SheShakespeare's second production of Shelley Casey's artistic direction honoured an all-female cast of talented women materialise the equal parts witchy and bewitched Macbeth in Erskineville's Pact Theatre. I walked into the smoke-filled blue and orange light which spilled off stage and into the seating as a girl took steps throughout the space with burning sage in hand. She did this to cleanse the space of negative spirit, I assumed. I believe there’s a lot to be felt for a performance which claims its magic even before its allocated time. The space theatrically and appropriately prepared, I felt ready to engage with what I had not yet realised I had preconceived ideas about.

 

It wasn’t until halfway through the first act that I realised that since high school, I still had no more of an intellectual grasp of the mouthful that is Shakespeare’s language, still struggling to follow every seemingly critical relational detail between characters and plot. I became aware that I had assumed that this adaptation would carry with it a progressive attitude that might additionally transcend the classic language boundaries which I’ve often found inhibiting in the reception of what I know to be fantastic theatre. I had to address this preconception of inherent progressiveness; SheShakespeare is not a project which by characteristic definition forces a political statement.
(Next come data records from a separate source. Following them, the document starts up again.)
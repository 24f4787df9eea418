use super::{Vec2, Viewport};

/// Axis-aligned rectangle in logical pixels (top-left origin).
#[derive(Debug, Copy, Clone, Default, PartialEq)]
pub struct Rect {
    pub origin: Vec2,
    pub size: Vec2,
}

impl Rect {
    #[inline]
    pub const fn new(x: f32, y: f32, w: f32, h: f32) -> Self {
        Self {
            origin: Vec2::new(x, y),
            size: Vec2::new(w, h),
        }
    }

    /// Rect covering a viewport from the origin.
    #[inline]
    pub const fn from_viewport(v: Viewport) -> Self {
        Self::new(0.0, 0.0, v.width, v.height)
    }

    #[inline]
    pub fn max(self) -> Vec2 {
        Vec2::new(self.origin.x + self.size.x, self.origin.y + self.size.y)
    }

    #[inline]
    pub fn is_empty(self) -> bool {
        self.size.x <= 0.0 || self.size.y <= 0.0
    }

    /// The rect's size as a viewport (may be invalid for empty rects).
    #[inline]
    pub fn viewport(self) -> Viewport {
        Viewport::new(self.size.x, self.size.y)
    }

    /// Normalizes the rectangle so width/height are non-negative.
    #[inline]
    pub fn normalized(self) -> Self {
        let mut x = self.origin.x;
        let mut y = self.origin.y;
        let mut w = self.size.x;
        let mut h = self.size.y;

        if w < 0.0 {
            x += w;
            w = -w;
        }
        if h < 0.0 {
            y += h;
            h = -h;
        }

        Rect::new(x, y, w, h)
    }

    /// Shrinks the rect by `dx` horizontally and `dy` vertically on each side.
    /// Never produces a negative size.
    #[inline]
    pub fn inset(self, dx: f32, dy: f32) -> Self {
        Rect::new(
            self.origin.x + dx,
            self.origin.y + dy,
            (self.size.x - 2.0 * dx).max(0.0),
            (self.size.y - 2.0 * dy).max(0.0),
        )
    }

    #[inline]
    pub fn intersect(self, other: Rect) -> Option<Rect> {
        let a = self.normalized();
        let b = other.normalized();

        let x0 = a.origin.x.max(b.origin.x);
        let y0 = a.origin.y.max(b.origin.y);
        let x1 = (a.origin.x + a.size.x).min(b.origin.x + b.size.x);
        let y1 = (a.origin.y + a.size.y).min(b.origin.y + b.size.y);

        let w = x1 - x0;
        let h = y1 - y0;

        if w <= 0.0 || h <= 0.0 {
            None
        } else {
            Some(Rect::new(x0, y0, w, h))
        }
    }
}

#[cfg(test)]
mod tests {
    use super::*;

    fn r(x: f32, y: f32, w: f32, h: f32) -> Rect { Rect::new(x, y, w, h) }

    // ── normalized ────────────────────────────────────────────────────────

    #[test]
    fn normalized_flips_negative_extent() {
        let n = r(10.0, 10.0, -4.0, -3.0).normalized();
        assert_eq!(n, r(6.0, 7.0, 4.0, 3.0));
    }

    // ── inset ─────────────────────────────────────────────────────────────

    #[test]
    fn inset_shrinks_both_sides() {
        assert_eq!(r(0.0, 0.0, 100.0, 50.0).inset(10.0, 5.0), r(10.0, 5.0, 80.0, 40.0));
    }

    #[test]
    fn inset_never_goes_negative() {
        let i = r(0.0, 0.0, 10.0, 10.0).inset(20.0, 20.0);
        assert_eq!(i.size, Vec2::ZERO);
        assert!(i.is_empty());
    }

    // ── intersect ─────────────────────────────────────────────────────────

    #[test]
    fn intersect_overlapping() {
        let a = r(0.0, 0.0, 10.0, 10.0);
        let b = r(5.0, 5.0, 10.0, 10.0);
        assert_eq!(a.intersect(b), Some(r(5.0, 5.0, 5.0, 5.0)));
    }

    #[test]
    fn intersect_touching_edge_returns_none() {
        let a = r(0.0, 0.0, 10.0, 10.0);
        let b = r(10.0, 0.0, 10.0, 10.0);
        assert!(a.intersect(b).is_none());
    }

    // ── viewport conversions ──────────────────────────────────────────────

    #[test]
    fn viewport_round_trip_keeps_size() {
        let v = Viewport::new(1024.0, 768.0);
        let rect = Rect::from_viewport(v);
        assert_eq!(rect.origin, Vec2::ZERO);
        assert_eq!(rect.viewport(), v);
    }
}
This is a team of hardworking, persevering women who asserted their talents in the theatrical space given to them to reproduce and produce within their theatrical boundaries. In this train of reflective thought, I wondered: did I feel more when I experienced this female-driven direction of Macbeth and its total feminisation of characters, because I am also a woman? Is my inclusion tethered by an engendered pride? I sifted through my feelings, scrutinising the praise that wanted to flow out of my writing hand after this performance. And what I circled back to was what I always felt was the essence of Shakespeare's works: the interpretation lies phenomenologically in the receiver of this art, and the play peeled back leaves the only objective aspect in the layers of complexity in the play that mirror the complexity of life. Gender is just a perceptual construct, after all; it is a word, a label; an abstraction in a similar way that it is an underlying theme in Macbeth. However in this production, it isn’t Lady Macbeth alone who defies the typical representation of women in Shakespeare’s (and, to a large extent, our) time.

 

The performance was delivered to the strengths of the women who nurtured it. Just as the stage, scarcely distinguished from the seating, spilled into the space beneath my feet, the world they engaged felt true and alive and pulled me in. Interestingly, there was indeed a strong sense of femininity to me; a recurring theme of musicality, manifest in harmonious a capella transitioning, festive communion between characters, or the interlude of pop culture contextual reference (though beautifully sung, I thought the choice of Miley Cyrus’ ‘Wrecking Ball’ was a bit strange). The characters also embraced at many an opportunity as friends or lovers reuniting after times of long separation. Lengthy hugs, passionate kisses...and again, I am confronted by myself: why do I brand this emotional display of musicality and physicality feminine? God forbid music and emotion belong in theatre.

 

The talent of every actor in this production was stellar, and my preconceptions and personal being as the spectator revealed to me even more about how Shakespeare accesses his audience, even centuries later. You can’t argue with the gasp or tear or laugh that I emancipated as one with the audience, when I experienced this phenomenal production, leaving me excited to see the future projects of this fresh theatre company.